Prima ti sposo, poi ti rovino

Prima ti sposo, poi ti rovino


Joel & Ethan Coen

Commedia Romantica | Usa
(2003)

Non fatevi ingannare da quei geniali titoli di testa, infiocchettati come bigliettini di annunci di nozze. Certo, a leggere in maniera sbrigativa la trama, questo “Prima ti sposo, poi ti rovino” (ma che pessima traduzione del titolo originale “Intolerable Cruelty”!), sembrerebbe la scontata commedia americana moderna, tutta sorrisetti e baci zuccherosi. Ma dietro la macchina da presa ci sono i fratelli Coen… ed ecco tingersi di cattiveria un falso mondo color caramello.

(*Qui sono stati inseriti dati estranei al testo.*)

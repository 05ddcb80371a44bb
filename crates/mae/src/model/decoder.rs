//! Masked sequence decoder.
//!
//! Re-inserts a learnable mask token at the hidden positions, unshuffles the
//! sequence back to its original order with the encoder's restore indices,
//! and maps the tokens back to input space.

use burn::module::Param;
use burn::nn::{LayerNorm, LayerNormConfig, Linear, LinearConfig};
use burn::prelude::*;
use burn::tensor::Distribution;

use crate::model::block::{TransformerBlock, TransformerBlockConfig};

/// Configuration for the masked decoder.
#[derive(Config, Debug)]
pub struct MaskedDecoderConfig {
    /// Encoder model dimension (decoder input).
    pub d_model: usize,
    /// Decoder embedding dimension.
    pub d_decoder: usize,
    /// Output feature dimension per token (input space).
    pub d_output: usize,
    /// Maximum sequence length supported by the positional embedding.
    pub max_len: usize,
    /// Number of transformer blocks.
    #[config(default = 1)]
    pub n_layers: usize,
    /// Attention heads per block.
    #[config(default = 4)]
    pub n_heads: usize,
    /// Feed-forward hidden dimension.
    #[config(default = 128)]
    pub d_ff: usize,
    /// Dropout inside the transformer blocks.
    #[config(default = 0.0)]
    pub dropout: f64,
}

/// Decoded reconstruction over the full sequence.
#[derive(Debug, Clone)]
pub struct DecodedSequence<B: Backend> {
    /// Reconstruction logits, shape `(batch, seq_len, d_output)`.
    pub logits: Tensor<B, 3>,
}

/// Masked sequence decoder.
#[derive(Module, Debug)]
pub struct MaskedDecoder<B: Backend> {
    /// Projection from encoder space: d_model → d_decoder.
    pub embed: Linear<B>,
    /// Learnable token substituted at hidden positions, shape `(d_decoder,)`.
    pub mask_token: Param<Tensor<B, 1>>,
    /// Learned positional embedding, shape `(max_len, d_decoder)`.
    pub pos_embed: Param<Tensor<B, 2>>,
    /// Transformer blocks over the full restored sequence.
    pub blocks: Vec<TransformerBlock<B>>,
    /// Final norm.
    pub norm: LayerNorm<B>,
    /// Output head: d_decoder → d_output.
    pub head: Linear<B>,
}

impl MaskedDecoderConfig {
    /// Initialize a [`MaskedDecoder`].
    pub fn init<B: Backend>(&self, device: &B::Device) -> MaskedDecoder<B> {
        MaskedDecoder {
            embed: LinearConfig::new(self.d_model, self.d_decoder).init(device),
            mask_token: Param::from_tensor(Tensor::random(
                [self.d_decoder],
                Distribution::Normal(0.0, 0.02),
                device,
            )),
            pos_embed: Param::from_tensor(Tensor::random(
                [self.max_len, self.d_decoder],
                Distribution::Normal(0.0, 0.02),
                device,
            )),
            blocks: (0..self.n_layers)
                .map(|_| {
                    TransformerBlockConfig::new(self.d_decoder, self.d_ff)
                        .with_n_heads(self.n_heads)
                        .with_dropout(self.dropout)
                        .init(device)
                })
                .collect(),
            norm: LayerNormConfig::new(self.d_decoder).init(device),
            head: LinearConfig::new(self.d_decoder, self.d_output).init(device),
        }
    }
}

impl<B: Backend> MaskedDecoder<B> {
    /// Decode visible-token hidden states back to input space.
    ///
    /// `hidden` shape: `(batch, len_keep, d_model)`; `ids_restore` shape:
    /// `(batch, seq_len)`. Output covers every original position.
    pub fn decode(
        &self,
        hidden: Tensor<B, 3>,
        ids_restore: Tensor<B, 2, Int>,
    ) -> DecodedSequence<B> {
        let [batch, len_keep, _] = hidden.dims();
        let [_, seq_len] = ids_restore.dims();
        let d_decoder = self.mask_token.val().dims()[0];

        let x = self.embed.forward(hidden);

        let n_hidden = seq_len - len_keep;
        let full = if n_hidden == 0 {
            x
        } else {
            let mask_tokens = self
                .mask_token
                .val()
                .reshape([1, 1, d_decoder])
                .expand([batch, n_hidden, d_decoder]);
            Tensor::cat(vec![x, mask_tokens], 1)
        };

        // Unshuffle back to the original token order.
        let restored = full.gather(
            1,
            ids_restore
                .unsqueeze_dim::<3>(2)
                .expand([batch, seq_len, d_decoder]),
        );

        let pos = self
            .pos_embed
            .val()
            .slice([0..seq_len])
            .unsqueeze_dim::<3>(0);
        let mut x = restored + pos;
        for block in &self.blocks {
            x = block.forward(x);
        }
        let logits = self.head.forward(self.norm.forward(x));

        DecodedSequence { logits }
    }
}

#[cfg(test)]
mod tests {
    use super::*;
    use crate::model::encoder::MaskedEncoderConfig;
    use burn::backend::ndarray::NdArray;

    type TestBackend = NdArray<f32>;

    #[test]
    fn test_decode_restores_full_sequence() {
        let device = Default::default();
        let encoder = MaskedEncoderConfig::new(6, 16, 8)
            .with_n_layers(1)
            .with_n_heads(2)
            .init::<TestBackend>(&device);
        let decoder = MaskedDecoderConfig::new(16, 12, 6, 8)
            .with_n_heads(2)
            .init::<TestBackend>(&device);

        let input = Tensor::<TestBackend, 3>::random(
            [2, 8, 6],
            Distribution::Normal(0.0, 1.0),
            &device,
        );
        let encoded = encoder.forward(input, None, Some(0.5));
        let decoded = decoder.decode(encoded.hidden, encoded.ids_restore);
        assert_eq!(decoded.logits.dims(), [2, 8, 6]);
    }

    #[test]
    fn test_decode_without_hidden_tokens() {
        let device = Default::default();
        let encoder = MaskedEncoderConfig::new(6, 16, 8)
            .with_n_layers(1)
            .with_n_heads(2)
            .init::<TestBackend>(&device);
        let decoder = MaskedDecoderConfig::new(16, 12, 6, 8)
            .with_n_heads(2)
            .init::<TestBackend>(&device);

        let input = Tensor::<TestBackend, 3>::random(
            [1, 8, 6],
            Distribution::Normal(0.0, 1.0),
            &device,
        );
        let encoded = encoder.forward(input, None, Some(0.0));
        let decoded = decoder.decode(encoded.hidden, encoded.ids_restore);
        assert_eq!(decoded.logits.dims(), [1, 8, 6]);
    }
}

Ci troviamo, infatti, di fronte ad un film pungente anche oltre le sue semplici apparenze.

I due fratelli terribili hanno rispolverato un progetto vecchio di diversi anni pensando bene di realizzarlo in prima persona (immaginare una sceneggiatura di un film del genere partorita dalla mente di un regista hollywoodiano compromissorio: argh!).

“Prima ti sposo, poi ti rovino” diviene così innanzitutto un omaggio ad una nutrita e fondamentale schiera di autori e opere che oscillano tra gli anni 30 e 40: Howard Hawks (“Susanna”), Preston Sturges (“Lady Eva” e “Ritrovarsi”), George Cukor (“Scandalo a Filadelfia” e “La costola di Adamo”), Leo McCarey (“L’orribile verità”), Frank Capra (“Accadde una notte”). Riuscire a far rivivere la screwball e la sophisticated comedy, non facendo pesare per nulla le citazioni, non è cosa da poco.

I processi legati a cause e divorzi plurimiliardari sono poi argomenti sempre attuali e, dunque, ecco l’aperto punzecchiamento ad una certa pluralità di elementi che regnano negli Stati Uniti.

“Prima ti sposo, poi ti rovino” è indubbiamente una pellicola ricca di situazioni e personaggi che riescono a divertire con un’intelligenza tanto sana da spiazzare. Nuovi percorsi comici si apprestano a percorrere i Coen (in fase di lavorazione il remake de “La signora omicidi”)?

Non possiamo ancora dirlo. Sicuro che il cinema contemporaneo ha bisogno dei Coen: autori di cinema classico capaci di adottare uno stile che, seppur modellabile, è diventato vero marchio di fabbrica.

“Intolerable Cruelty” sembra sprizzare in ogni sua scena un’invidiabile voglia di (fare) cinema.

Impossibile non riconoscere nel Miles Massey dell’eccellente George Clooney un personaggio che Cary Grant ha saputo trasportarsi dietro in svariate, irresistibili commedie.Ed impossibile ignorare nelle gesta della Marilyn Rexroth dell’incantevole Catherine Zeta-Jones l’occhio gettato sulle ereditiere e le femme fatale del cinema che fu. Comprimari bravi o bravissimi (Billy Bob Thornton).

In fondo questa squisita commedia altro non è che l’ideale continuazione di un’idea di cinema classico che sa farsi moderno.

Il finale svelto ed aperto ad ulteriori tradimenti, divorzi e accordi pre-matrimoniali, fa di quest’opera un’infinita girandola di soluzioni comiche (che lo spettatore sarà libero di immaginare a proprio piacimento): “quel” cinema abitato da matti, fessi e belle donne non morirà. Per questo bisogna ringraziare e premiare, ancora una volta, Joel e Ethan Coen.

Insopportabile, amabilissima crudeltà!

06/07/2008

Cast e credits

Titolo Originale
Intolerable Cruelty
Distribuzione
UIP
Durata
100'
Produzione
Brian Grazer, Ethan Coen
Sceneggiatura
Joel Coen, Ethan Coen, Robert Ramsey, Matthew Stone
Fotografia
Roger Deakins

Trama

Miley Massey, noto avvocato, incontra casualmente Marilyn Rexroth, una donna ambiziosa ed arrivista, ricca grazie ai continui e premeditati matrimoni e divorzi. Tra i due non potrà che scoccare una passionale scintilla.